Guffawing evilly, we returned to our seats.

Later I told Mum and Dad and they started giggling and told me a similar story.

Miss Watson, another lady in the home, the only one Gin-Gin got on well with, happened upon him in the drawing room, standing in front of the cage going, 

‘Bugger! Bugger! Come on! You, can say it! Bugger!’

Stifling her laughter, Miss Watson crept away before he’d noticed her and got the matron, because Miss Watson knew that matron would find the whole thing as funny as she did. Which was true. The matron then passed this on to Mum and Dad remarking that she was very glad the bird couldn’t handle the B sound and the other old ladies seemed to be too innocent to appreciate what it was actually saying. 

My parents and my brother and I reckoned it was a lucky choice of word since if he’d gone for fuck or sod it would probably have managed to repeat him verbatim – even ‘gollocks’ would have been less subtle. 

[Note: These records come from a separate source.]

// src/version/mod.rs

//! Version parsing and rebuild significance checks
//!
//! Package versions follow the pacman layout `[epoch:]upstream-revision`,
//! where `upstream` is a dotted run of numeric segments optionally followed
//! by a free-form suffix (`1.2.3rc1`, `2.0.beta`, ...). A rule decides how
//! sensitive its owner is to a dependency's version change:
//!
//! - `Any` compares the raw strings
//! - `Epoch` compares only the epoch
//! - `Version` adds the numeric segments (optionally only the first `count`)
//! - `Suffix` adds the upstream suffix
//! - `Revision` adds the package revision
//!
//! Each scope includes every broader one below it in that list. Strings that
//! do not follow the layout are compared verbatim.

use regex::Regex;
use std::fmt;
use std::sync::LazyLock;
use thiserror::Error;
use tracing::warn;

static VERSION_RE: LazyLock<Regex> = LazyLock::new(|| {
    Regex::new(r"^(?:(\d+):)?(\d+(?:\.\d+)*)(.*)-([^-]+)$").unwrap()
});

/// Granularity of a version comparison
#[derive(Debug, Clone, Copy, PartialEq, Eq, PartialOrd, Ord, Hash, Default)]
pub enum RuleScope {
    /// Any textual difference
    #[default]
    Any,
    Epoch,
    Version,
    Suffix,
    Revision,
}

impl RuleScope {
    pub fn as_str(&self) -> &'static str {
        match self {
            RuleScope::Any => "any",
            RuleScope::Epoch => "epoch",
            RuleScope::Version => "version",
            RuleScope::Suffix => "suffix",
            RuleScope::Revision => "revision",
        }
    }
}

impl fmt::Display for RuleScope {
    fn fmt(&self, f: &mut fmt::Formatter<'_>) -> fmt::Result {
        f.write_str(self.as_str())
    }
}

/// Character window applied to both version strings before comparing
#[derive(Debug, Clone, Copy, PartialEq, Eq, Hash)]
pub struct VersionRange {
    pub offset: usize,
    /// `None` extends the window to the end of the string
    pub length: Option<usize>,
}

impl VersionRange {
    pub fn new(offset: usize, length: Option<usize>) -> Self {
        Self { offset, length }
    }

    /// Cut the window out of `version`; out-of-range windows yield an empty string
    pub fn apply(&self, version: &str) -> String {
        let chars = version.chars().skip(self.offset);
        match self.length {
            Some(len) => chars.take(len).collect(),
            None => chars.collect(),
        }
    }
}

/// Version string that does not follow `[epoch:]upstream-revision`
#[derive(Debug, Clone, PartialEq, Eq, Error)]
#[error("'{0}' is not a valid package version")]
pub struct VersionParseError(String);

/// A package version split into the parts rules can compare
#[derive(Debug, Clone, PartialEq, Eq, Hash)]
pub struct PkgVersion {
    pub epoch: u64,
    pub segments: Vec<u64>,
    pub suffix: String,
    pub revision: String,
}

impl PkgVersion {
    /// Parse a pacman version string
    ///
    /// Examples:
    /// - "1.2.3-1" → epoch=0, segments=[1,2,3], suffix="", revision="1"
    /// - "2:4.1rc2-3" → epoch=2, segments=[4,1], suffix="rc2", revision="3"
    pub fn parse(s: &str) -> Result<Self, VersionParseError> {
        let invalid = || VersionParseError(s.to_string());
        let caps = VERSION_RE.captures(s).ok_or_else(invalid)?;

        let epoch = match caps.get(1) {
            Some(m) => m.as_str().parse().map_err(|_| invalid())?,
            None => 0,
        };

        let segments = caps[2]
            .split('.')
            .map(|seg| seg.parse::<u64>())
            .collect::<Result<Vec<_>, _>>()
            .map_err(|_| invalid())?;

        Ok(Self {
            epoch,
            segments,
            suffix: caps[3].to_string(),
            revision: caps[4].to_string(),
        })
    }

    /// Whether the change from `self` to `other` is visible at `scope`
    ///
    /// Checks run from the requested scope down to the epoch and stop at the
    /// first difference. `Any` is handled by the caller on raw strings.
    fn differs_at(&self, other: &PkgVersion, scope: RuleScope, count: Option<usize>) -> bool {
        if scope >= RuleScope::Revision && self.revision != other.revision {
            return true;
        }
        if scope >= RuleScope::Suffix && self.suffix != other.suffix {
            return true;
        }
        if scope >= RuleScope::Version {
            let differs = match count {
                Some(n) => !self.segments.iter().take(n).eq(other.segments.iter().take(n)),
                None => self.segments != other.segments,
            };
            if differs {
                return true;
            }
        }
        self.epoch != other.epoch
    }
}

impl fmt::Display for PkgVersion {
    fn fmt(&self, f: &mut fmt::Formatter<'_>) -> fmt::Result {
        if self.epoch > 0 {
            write!(f, "{}:", self.epoch)?;
        }
        let segments: Vec<String> = self.segments.iter().map(u64::to_string).collect();
        write!(f, "{}{}-{}", segments.join("."), self.suffix, self.revision)
    }
}

/// Decide whether moving from `old` to `new` should trigger a rebuild
///
/// Never fails: versions that cannot be parsed are compared as raw strings
/// and a warning is logged.
pub fn decide(
    old: &str,
    new: &str,
    scope: RuleScope,
    range: Option<VersionRange>,
    count: Option<usize>,
) -> bool {
    let (old, new) = match range {
        Some(r) => (r.apply(old), r.apply(new)),
        None => (old.to_string(), new.to_string()),
    };

    if scope == RuleScope::Any {
        return old != new;
    }

    match (PkgVersion::parse(&old), PkgVersion::parse(&new)) {
        (Ok(a), Ok(b)) => a.differs_at(&b, scope, count),
        (Err(e), _) | (_, Err(e)) => {
            warn!("{}, falling back to plain comparison", e);
            old != new
        }
    }
}
// src/commands/rules.rs
//! Rule file management commands

use super::Context;
use anyhow::{Context as _, Result, bail};
use repkg::PackageBackend;
use tracing::info;

/// Create a rule for `package`
pub fn cmd_create(
    ctx: &Context,
    backend: &dyn PackageBackend,
    package: &str,
    dependencies: &[String],
    auto: bool,
) -> Result<()> {
    if dependencies.is_empty() && !auto {
        bail!(
            "No trigger packages given for {}. Pass them as arguments or use --auto",
            package
        );
    }

    let path = ctx
        .rule_store(backend)
        .create_rule(package, dependencies, auto)
        .with_context(|| format!("Failed to create rule for {}", package))?;

    info!("Rule written to {}", path.display());
    Ok(())
}

/// Remove the caller's rules for `packages`
pub fn cmd_remove(ctx: &Context, backend: &dyn PackageBackend, packages: &[String]) -> Result<()> {
    let mut store = ctx.rule_store(backend);
    for package in packages {
        store
            .remove_rule(package)
            .with_context(|| format!("Failed to remove rule for {}", package))?;
    }
    Ok(())
}

/// Print the loaded rules
pub fn cmd_rules(ctx: &Context, backend: &dyn PackageBackend, short: bool, user_only: bool) -> Result<()> {
    let output = ctx
        .rule_store(backend)
        .list_rules(short, user_only)
        .context("Failed to load rebuild rules")?;
    println!("{}", output);
    Ok(())
}

#[cfg(test)]
mod tests {
    use super::*;
    use crate::commands::test_support::context;
    use repkg::{MemoryBackend, Privilege};
    use std::fs;
    use tempfile::TempDir;

    #[test]
    fn test_create_requires_dependencies() {
        let temp = TempDir::new().unwrap();
        let ctx = context(&temp, Privilege::User);
        let backend = MemoryBackend::new();

        assert!(cmd_create(&ctx, &backend, "libfoo", &[], false).is_err());
        assert!(!temp.path().join("user/libfoo.rule").exists());
    }

    #[test]
    fn test_create_auto_without_dependencies_fails() {
        let temp = TempDir::new().unwrap();
        let ctx = context(&temp, Privilege::User);
        let backend = MemoryBackend::new().with_foreign("libfoo", "1.0-1");

        assert!(cmd_create(&ctx, &backend, "libfoo", &[], true).is_err());
    }

    #[test]
    fn test_create_and_remove() {
        let temp = TempDir::new().unwrap();
        let ctx = context(&temp, Privilege::User);
        let backend = MemoryBackend::new();

        cmd_create(&ctx, &backend, "libfoo", &["libbar=v".to_string()], false).unwrap();
        let path = temp.path().join("user/libfoo.rule");
        assert_eq!(fs::read_to_string(&path).unwrap(), "libbar=v");

        cmd_remove(&ctx, &backend, &["libfoo".to_string(), "missing".to_string()]).unwrap();
        assert!(!path.exists());
    }
}
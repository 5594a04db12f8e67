// build.rs

use clap::{Arg, ArgAction, Command};
use clap_mangen::Man;
use std::env;
use std::fs;
use std::path::PathBuf;

fn packages_arg(help: &'static str) -> Arg {
    Arg::new("packages").num_args(0..).help(help)
}

fn build_cli() -> Command {
    Command::new("repkg")
        .version(env!("CARGO_PKG_VERSION"))
        .author("repkg Contributors")
        .about("Automatically rebuild packages after their dependencies were updated")
        .subcommand_required(false)
        .arg(
            Arg::new("config")
                .global(true)
                .short('c')
                .long("config")
                .value_name("PATH")
                .help("Configuration file (default: $REPKG_CONFIG or /etc/repkg/config.toml)"),
        )
        .arg(
            Arg::new("db_path")
                .global(true)
                .long("db-path")
                .value_name("PATH")
                .help("Path to the state database"),
        )
        .arg(
            Arg::new("verbose")
                .global(true)
                .short('v')
                .long("verbose")
                .action(ArgAction::Count)
                .help("Log more details (repeat for more)"),
        )
        .arg(
            Arg::new("quiet")
                .global(true)
                .short('q')
                .long("quiet")
                .action(ArgAction::SetTrue)
                .conflicts_with("verbose")
                .help("Only log errors"),
        )
        .subcommand(Command::new("rebuild").about("Rebuild all pending packages (default command)"))
        .subcommand(
            Command::new("update")
                .about("Mark packages as updated and propagate rebuild triggers")
                .arg(packages_arg("Packages that were installed or upgraded"))
                .arg(
                    Arg::new("stdin")
                        .long("stdin")
                        .action(ArgAction::SetTrue)
                        .help("Also read package names from stdin"),
                ),
        )
        .subcommand(
            Command::new("create")
                .about("Create a rule file for a package")
                .arg(Arg::new("package").required(true).help("Package that needs rebuilding"))
                .arg(
                    Arg::new("dependencies")
                        .num_args(0..)
                        .help("Trigger packages, each as name or name=scope"),
                )
                .arg(
                    Arg::new("auto")
                        .short('a')
                        .long("auto")
                        .action(ArgAction::SetTrue)
                        .help("Append the package's installed dependencies"),
                ),
        )
        .subcommand(
            Command::new("remove")
                .about("Remove the rule files of packages")
                .arg(packages_arg("Packages whose rules should be removed").num_args(1..).required(true)),
        )
        .subcommand(
            Command::new("list").about("List packages pending a rebuild").arg(
                Arg::new("detail")
                    .short('d')
                    .long("detail")
                    .action(ArgAction::SetTrue)
                    .help("Show what triggered each rebuild"),
            ),
        )
        .subcommand(
            Command::new("rules")
                .about("List the loaded rules")
                .arg(
                    Arg::new("short")
                        .short('s')
                        .long("short")
                        .action(ArgAction::SetTrue)
                        .help("Only print the package names"),
                )
                .arg(
                    Arg::new("user")
                        .short('u')
                        .long("user")
                        .action(ArgAction::SetTrue)
                        .help("Only show rules of the caller's tier"),
                ),
        )
        .subcommand(
            Command::new("clear")
                .about("Forget pending rebuilds, all of them if no package is given")
                .arg(packages_arg("Packages to remove from the pending list")),
        )
        .subcommand(
            Command::new("frontend")
                .about("Show or configure the rebuild frontend")
                .arg(
                    Arg::new("set")
                        .long("set")
                        .action(ArgAction::SetTrue)
                        .requires("tool")
                        .help("Store TOOL as the frontend"),
                )
                .arg(
                    Arg::new("waved")
                        .long("waved")
                        .action(ArgAction::SetTrue)
                        .help("Run the frontend once per wave"),
                )
                .arg(
                    Arg::new("reset")
                        .long("reset")
                        .action(ArgAction::SetTrue)
                        .conflicts_with_all(["set", "waved"])
                        .help("Go back to the automatically detected frontend"),
                )
                .arg(
                    Arg::new("tool")
                        .num_args(0..)
                        .trailing_var_arg(true)
                        .allow_hyphen_values(true)
                        .requires("set")
                        .help("Frontend command line; package names are appended"),
                ),
        )
}

fn main() {
    println!("cargo:rerun-if-changed=build.rs");

    let manifest_dir = match env::var("CARGO_MANIFEST_DIR") {
        Ok(dir) => PathBuf::from(dir),
        Err(e) => {
            println!("cargo:warning=CARGO_MANIFEST_DIR not set: {}", e);
            return;
        }
    };
    let man_dir = manifest_dir.join("man");

    if let Err(e) = fs::create_dir_all(&man_dir) {
        println!("cargo:warning=Failed to create man directory: {}", e);
        return;
    }

    let cli = build_cli();
    // same argument graph checks as `Cli::command().debug_assert()` in the cli tests
    cli.clone().debug_assert();

    let man = Man::new(cli);
    let mut buffer = Vec::new();

    if let Err(e) = man.render(&mut buffer) {
        println!("cargo:warning=Failed to render man page: {}", e);
        return;
    }

    let man_path = man_dir.join("repkg.1");
    if let Err(e) = fs::write(&man_path, buffer) {
        println!("cargo:warning=Failed to write man page: {}", e);
    }
}
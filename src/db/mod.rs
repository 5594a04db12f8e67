// src/db/mod.rs

//! Persistent state for repkg
//!
//! A single SQLite file holds the pending rebuild map, the version
//! baselines used for scoped rules and a few settings. Every mutation of
//! the pending map runs inside one transaction, so a crash never leaves a
//! half-applied update behind.

pub mod models;
pub mod schema;

use crate::error::{Error, Result};
use rusqlite::{Connection, Transaction};
use std::fs;
use std::path::Path;
use tracing::{debug, info};

/// Default location of the state database
pub const DEFAULT_DB_PATH: &str = "/var/lib/repkg/state.db";

/// Create the database file, its directory and the schema
pub fn init(db_path: &Path) -> Result<()> {
    if let Some(parent) = db_path.parent()
        && !parent.as_os_str().is_empty()
    {
        fs::create_dir_all(parent)?;
    }

    let conn = Connection::open(db_path)?;
    configure(&conn)?;
    schema::migrate(&conn)?;

    info!("Initialized state database at {}", db_path.display());
    Ok(())
}

/// Open an existing database, migrating it to the current schema
pub fn open(db_path: &Path) -> Result<Connection> {
    if !db_path.exists() {
        return Err(Error::NotFoundError(format!(
            "State database {} does not exist",
            db_path.display()
        )));
    }

    debug!("Opening state database {}", db_path.display());
    let conn = Connection::open(db_path)?;
    configure(&conn)?;
    schema::migrate(&conn)?;
    Ok(conn)
}

/// Open the database, creating it first if needed
pub fn open_or_init(db_path: &Path) -> Result<Connection> {
    if !db_path.exists() {
        init(db_path)?;
    }
    open(db_path)
}

/// Run `f` inside a transaction; commits on `Ok`, rolls back on `Err`
pub fn transaction<T, F>(conn: &mut Connection, f: F) -> Result<T>
where
    F: FnOnce(&Transaction) -> Result<T>,
{
    let tx = conn.transaction()?;
    let value = f(&tx)?;
    tx.commit()?;
    Ok(value)
}

fn configure(conn: &Connection) -> Result<()> {
    conn.pragma_update(None, "foreign_keys", "ON")?;
    conn.busy_timeout(std::time::Duration::from_secs(5))?;
    Ok(())
}
// src/lib.rs

//! repkg: track and run package rebuilds after dependency updates
//!
//! Some packages, typically AUR packages linking against a library or
//! built for a specific language runtime, must be rebuilt when a dependency
//! is updated. repkg keeps the bookkeeping for this:
//!
//! - `rules`: rule files declaring which dependencies trigger which owner
//! - `resolver`: the persistent pending set, fed by update events, and its
//!   ordering into rebuild waves
//! - `version`: decides whether a version change is relevant for a rule
//! - `frontend`: runs the actual rebuild through an AUR helper or pacman
//!
//! State lives in a small SQLite database, package information comes from
//! a `PackageBackend` (pacman in production).

pub mod config;
pub mod db;
mod error;
pub mod frontend;
pub mod logging;
pub mod packages;
pub mod privilege;
pub mod resolver;
pub mod rules;
pub mod version;

pub use config::Config;
pub use error::{Error, Result};
pub use frontend::FrontendConfig;
pub use packages::{MemoryBackend, PackageBackend, Pacman};
pub use privilege::Privilege;
pub use resolver::{PendingMap, RebuildResolver, UpdateReport, Wave};
pub use rules::{Rule, RuleDirs, RuleIndex, RuleSource, RuleStore, RuleTier, WildcardMatch};
pub use version::{PkgVersion, RuleScope, VersionRange};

However, his efforts with the budgie did come back to haunt him eventually. He had also taught it to wolf whistle, something it did very well, and one day, as he sat in one of the comfy chairs, minding his own business, one of the prissier inmates came into the room and the budgie wolf whistled. To Gin-Gin’s horror she rounded on him and accused him of harassing her! Matron was called to intervene and in the end ruffled feathers were smoothed down but only when the budgie wolf whistled again, at a point when it couldn’t possibly have been Gin-Gin. But, poor old boy, his name was mud with the ladies after that, except Miss Watson, with whom he got on well. That said, he probably didn’t care that the ladies didn’t like him. From what I gathered they were a bit stuck up and I got the impression Miss Watson wasn’t that keen on them either. Certainly, she only seemed to chat to Gin-Gin and did her own thing a lot of the time, going for walks or arranging trips out with friends.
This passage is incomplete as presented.